Micronutrients: extra vitamins and minerals

 

This article and the two follow up explore each of these three components in detail.

Need to Know #2: Calories 

What is a calorie?

Calorie has to be one of the biggest buzz words in any diet and weight loss discussion. However, our metabolisms are not as simple as one number in and one number out. In this article learn why how obsessing over calories is not going to help you achieve your goals.

A calorie is simply the unit of heat used to measure how much energy a food will produce in the human body. We all require calories to live and breath and it is food that provides these.

You may also have heard of kilojoules. This is just the metric unit of calories. There are 4.2kj in one calorie.

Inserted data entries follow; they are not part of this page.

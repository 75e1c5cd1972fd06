//! Monitored service aggregate

use chrono::{DateTime, Utc};
use indexmap::IndexMap;
use serde::{Deserialize, Serialize};

use crate::service::platform::Platform;
use crate::service::platform_version::PlatformVersion;
use crate::version::status::DriftStatus;

/// A third-party SDK or service tracked across client platforms.
///
/// Mutations return a new value; platforms keep the order in which they
/// were configured.
#[derive(Debug, Clone, PartialEq, Serialize, Deserialize)]
#[serde(rename_all = "camelCase", into = "ServiceRecord", from = "ServiceRecord")]
pub struct Service {
    pub id: String,
    pub name: String,
    pub category: String,
    pub description: String,
    pub documentation_url: String,
    pub logo_url: Option<String>,
    platforms: IndexMap<Platform, PlatformVersion>,
    pub last_checked: Option<DateTime<Utc>>,
    pub created_at: DateTime<Utc>,
    pub updated_at: DateTime<Utc>,
}

/// Stored document shape: platforms as a list of self-describing records
#[derive(Serialize, Deserialize)]
#[serde(rename_all = "camelCase")]
struct ServiceRecord {
    id: String,
    name: String,
    category: String,
    #[serde(default)]
    description: String,
    #[serde(default)]
    documentation_url: String,
    #[serde(default, skip_serializing_if = "Option::is_none")]
    logo_url: Option<String>,
    #[serde(default)]
    platforms: Vec<PlatformVersion>,
    #[serde(default, skip_serializing_if = "Option::is_none")]
    last_checked: Option<DateTime<Utc>>,
    created_at: DateTime<Utc>,
    updated_at: DateTime<Utc>,
}

impl From<ServiceRecord> for Service {
    fn from(record: ServiceRecord) -> Self {
        Service {
            id: record.id,
            name: record.name,
            category: record.category,
            description: record.description,
            documentation_url: record.documentation_url,
            logo_url: record.logo_url,
            platforms: record
                .platforms
                .into_iter()
                .map(|pv| (pv.platform().clone(), pv))
                .collect(),
            last_checked: record.last_checked,
            created_at: record.created_at,
            updated_at: record.updated_at,
        }
    }
}

impl From<Service> for ServiceRecord {
    fn from(service: Service) -> Self {
        ServiceRecord {
            id: service.id,
            name: service.name,
            category: service.category,
            description: service.description,
            documentation_url: service.documentation_url,
            logo_url: service.logo_url,
            platforms: service.platforms.into_values().collect(),
            last_checked: service.last_checked,
            created_at: service.created_at,
            updated_at: service.updated_at,
        }
    }
}

/// Partial update of a service's identity fields and platform entries
#[derive(Debug, Clone, Default, PartialEq)]
pub struct ServicePatch {
    pub name: Option<String>,
    pub category: Option<String>,
    pub description: Option<String>,
    pub documentation_url: Option<String>,
    pub logo_url: Option<String>,
    /// Full replacement of the listed platform entries
    pub platforms: Vec<PlatformVersion>,
}

impl ServicePatch {
    pub fn is_empty(&self) -> bool {
        *self == ServicePatch::default()
    }
}

impl Service {
    pub fn new(
        id: impl Into<String>,
        name: impl Into<String>,
        category: impl Into<String>,
        now: DateTime<Utc>,
    ) -> Self {
        Self {
            id: id.into(),
            name: name.into(),
            category: category.into(),
            description: String::new(),
            documentation_url: String::new(),
            logo_url: None,
            platforms: IndexMap::new(),
            last_checked: None,
            created_at: now,
            updated_at: now,
        }
    }

    pub fn with_description(self, description: impl Into<String>) -> Self {
        Self {
            description: description.into(),
            ..self
        }
    }

    pub fn with_documentation_url(self, url: impl Into<String>) -> Self {
        Self {
            documentation_url: url.into(),
            ..self
        }
    }

    pub fn with_logo_url(self, url: impl Into<String>) -> Self {
        Self {
            logo_url: Some(url.into()),
            ..self
        }
    }

    /// Add or replace one platform entry while building a service
    pub fn with_platform(mut self, version: PlatformVersion) -> Self {
        self.platforms.insert(version.platform().clone(), version);
        self
    }

    pub fn platforms(&self) -> impl Iterator<Item = &PlatformVersion> {
        self.platforms.values()
    }

    pub fn platform(&self, platform: &Platform) -> Option<&PlatformVersion> {
        self.platforms.get(platform)
    }

    pub fn platform_tags(&self) -> Vec<Platform> {
        self.platforms.keys().cloned().collect()
    }

    pub fn has_platform(&self, platform: &Platform) -> bool {
        self.platforms.contains_key(platform)
    }

    pub fn platform_count(&self) -> usize {
        self.platforms.len()
    }

    /// Most critical status across all configured platforms
    pub fn overall_status(&self) -> DriftStatus {
        DriftStatus::most_critical(self.platforms.values().map(PlatformVersion::status))
    }

    /// Most critical status across the given platforms that are configured
    pub fn status_for(&self, platforms: &[Platform]) -> DriftStatus {
        DriftStatus::most_critical(
            platforms
                .iter()
                .filter_map(|p| self.platforms.get(p))
                .map(PlatformVersion::status),
        )
    }

    pub fn has_updates_available(&self) -> bool {
        self.platforms.values().any(PlatformVersion::has_update)
    }

    /// Replace the given platform entries wholesale, keeping their position
    pub fn with_updated_versions<I>(&self, versions: I, now: DateTime<Utc>) -> Service
    where
        I: IntoIterator<Item = PlatformVersion>,
    {
        let mut updated = self.clone();
        for version in versions {
            updated.platforms.insert(version.platform().clone(), version);
        }
        updated.updated_at = now;
        updated
    }

    pub fn with_last_checked(&self, at: DateTime<Utc>) -> Service {
        Service {
            last_checked: Some(at),
            ..self.clone()
        }
    }

    /// Apply a partial update; identity is kept, `updated_at` is bumped
    pub fn with_patch(&self, patch: ServicePatch, now: DateTime<Utc>) -> Service {
        let mut updated = self.with_updated_versions(patch.platforms, now);
        if let Some(name) = patch.name {
            updated.name = name;
        }
        if let Some(category) = patch.category {
            updated.category = category;
        }
        if let Some(description) = patch.description {
            updated.description = description;
        }
        if let Some(url) = patch.documentation_url {
            updated.documentation_url = url;
        }
        if let Some(url) = patch.logo_url {
            updated.logo_url = Some(url);
        }
        updated
    }
}

/// Derive a stable id from a display name: lowercase, runs of
/// non-alphanumerics collapsed to a single `-`
pub fn slugify(name: &str) -> String {
    name.to_lowercase()
        .split(|c: char| !c.is_alphanumeric())
        .filter(|part| !part.is_empty())
        .collect::<Vec<_>>()
        .join("-")
}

All packaged food labels include a nutritional informational panel which includes the number of calories or kilojoules present in food. This is intended to help people make ‘responsible choices.’ While it is useful to know how much sugar, salt and certain types of fat are in some foods, if we simply read the number of calories in a food and don’t look at anything else we aren’t actually learning much about the product. This is because the number of calories contained in carbohydrates versus fat for example differs dramatically. Therefore something that is rich in good quality, natural fats will have significantly more calories than something that is pure sugar. By looking at the calories in a food we will opt for foods lower in calories but also lacking in any other nutritional value.

Calories and weight

 

Sardine + saladTo maintain your body weight you need to consume around the right number of calories to fulfill your body’s needs each day. Each of us have a basal metabolic rate (BMR), which is the base level of energy required just to maintain our body’s various functions. This differs based on gender, height, age and muscle mass. A twenty-something year old fit, tall man is going to have a much higher BMR than a shorter, older woman.

If we do some exercise or happen to be particularly cold then we will require more calories on top of our BMR. However, exercise doesn’t actually burn that many calories in comparison to what our bodies need just to survive. That is why diet is a far more effective means of weight control.

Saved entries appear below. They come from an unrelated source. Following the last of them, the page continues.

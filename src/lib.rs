pub mod app;
pub mod cache;
pub mod compare;
pub mod config;
pub mod error;
pub mod logging;
pub mod orchestrator;
pub mod scraper;
pub mod service;
pub mod store;
pub mod version;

Exercise is fantastic for a number of reasons including slightly bumping up your metabolic rate during and post workout. But if you’re pounding the treadmill or spending hours on the cross-trainer with the intention of burning calories you might want to think again. If we seek to build muscle mass (yes, weight training ladies) and keep generally fit then we will help keep our BMR up and our bodies working effectively to use up the energy that we consume.

The Truth About Exercise is an interesting look at how exercise doesn’t actually burn a lot of calories and how people will benefit differently from different types of exercise.

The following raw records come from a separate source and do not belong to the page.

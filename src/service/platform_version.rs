//! Per-platform version record

use chrono::{DateTime, Utc};
use serde::{Deserialize, Serialize};

use crate::service::platform::Platform;
use crate::version::semver::SemanticVersion;
use crate::version::status::{DriftStatus, classify, is_ahead};

/// Release information attached to the latest known version
#[derive(Debug, Clone, Default, PartialEq, Eq, Serialize, Deserialize)]
#[serde(default, rename_all = "camelCase")]
pub struct ReleaseMetadata {
    #[serde(skip_serializing_if = "Option::is_none")]
    pub release_date: Option<DateTime<Utc>>,
    #[serde(skip_serializing_if = "Option::is_none")]
    pub changelog: Option<String>,
    #[serde(skip_serializing_if = "Vec::is_empty")]
    pub breaking_changes: Vec<String>,
}

impl ReleaseMetadata {
    pub fn is_empty(&self) -> bool {
        self.release_date.is_none() && self.changelog.is_none() && self.breaking_changes.is_empty()
    }
}

/// Current/latest version pair for one service on one platform.
///
/// `status` is derived from the pair by [`classify`] whenever either side
/// changes and cannot be set directly. A stored status is ignored on
/// deserialization and recomputed.
#[derive(Debug, Clone, PartialEq, Serialize, Deserialize)]
#[serde(rename_all = "camelCase", from = "PlatformVersionRecord")]
pub struct PlatformVersion {
    platform: Platform,
    current: SemanticVersion,
    #[serde(skip_serializing_if = "Option::is_none")]
    latest: Option<SemanticVersion>,
    status: DriftStatus,
    #[serde(skip_serializing_if = "ReleaseMetadata::is_empty")]
    metadata: ReleaseMetadata,
    #[serde(skip_serializing_if = "Option::is_none")]
    last_checked: Option<DateTime<Utc>>,
}

/// Serialized shape of a PlatformVersion, without the derived status
#[derive(Deserialize)]
#[serde(rename_all = "camelCase")]
struct PlatformVersionRecord {
    platform: Platform,
    current: SemanticVersion,
    #[serde(default)]
    latest: Option<SemanticVersion>,
    #[serde(default)]
    metadata: ReleaseMetadata,
    #[serde(default)]
    last_checked: Option<DateTime<Utc>>,
}

impl From<PlatformVersionRecord> for PlatformVersion {
    fn from(record: PlatformVersionRecord) -> Self {
        PlatformVersion::with_latest(record.platform, record.current, record.latest)
            .with_metadata(record.metadata)
            .with_last_checked_at(record.last_checked)
    }
}

impl PlatformVersion {
    /// A version with no known latest; status is `Unknown`
    pub fn new(platform: Platform, current: SemanticVersion) -> Self {
        Self::with_latest(platform, current, None)
    }

    pub fn with_latest(
        platform: Platform,
        current: SemanticVersion,
        latest: Option<SemanticVersion>,
    ) -> Self {
        let status = classify(&current, latest.as_ref());
        Self {
            platform,
            current,
            latest,
            status,
            metadata: ReleaseMetadata::default(),
            last_checked: None,
        }
    }

    pub fn platform(&self) -> &Platform {
        &self.platform
    }

    pub fn current(&self) -> &SemanticVersion {
        &self.current
    }

    pub fn latest(&self) -> Option<&SemanticVersion> {
        self.latest.as_ref()
    }

    pub fn status(&self) -> DriftStatus {
        self.status
    }

    pub fn metadata(&self) -> &ReleaseMetadata {
        &self.metadata
    }

    pub fn last_checked(&self) -> Option<DateTime<Utc>> {
        self.last_checked
    }

    pub fn has_update(&self) -> bool {
        self.status.needs_update()
    }

    /// The pinned version is newer than the latest published one
    pub fn is_ahead_of_latest(&self) -> bool {
        is_ahead(&self.current, self.latest.as_ref())
    }

    /// Replace the version in use, keeping latest and metadata
    pub fn with_current(&self, current: SemanticVersion) -> Self {
        Self {
            status: classify(&current, self.latest.as_ref()),
            current,
            ..self.clone()
        }
    }

    /// Replace the latest known version, keeping the version in use
    pub fn with_latest_version(&self, latest: SemanticVersion) -> Self {
        Self {
            status: classify(&self.current, Some(&latest)),
            latest: Some(latest),
            ..self.clone()
        }
    }

    pub fn with_metadata(self, metadata: ReleaseMetadata) -> Self {
        Self { metadata, ..self }
    }

    pub fn with_last_checked(self, at: DateTime<Utc>) -> Self {
        self.with_last_checked_at(Some(at))
    }

    fn with_last_checked_at(self, last_checked: Option<DateTime<Utc>>) -> Self {
        Self {
            last_checked,
            ..self
        }
    }
}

Calories in and calories out, our bodies aren’t that simple

It is still true that if you consume too many calories for your body’s needs over a long period of time then your weight will increase. If you consume to few then you will lose some weight. However, this is not as black and white as we once thought. Your body is more complex than a simple mathematics equation.

The traditional diet mentality was that if you just cut your calories you will lose weight. This has led to many people counting calories, stressing if we go over the limit for the day. It has also allowed food manufacturers to produce lots of low-calorie or ‘calorie controlled’ foods. They can add as much other junk as they like, as long as it only contains 100 calories!

 

It’s not as simple as balancing calories in and calories out. Hormones play a vital role in metabolic function.

It is time to think again when it comes to weight, because managing our health is far more complex than just a simple mathematics equation of calories in and calories out. It is hormones that control our appetite and weight as we will explore further in a subsequent blog posts.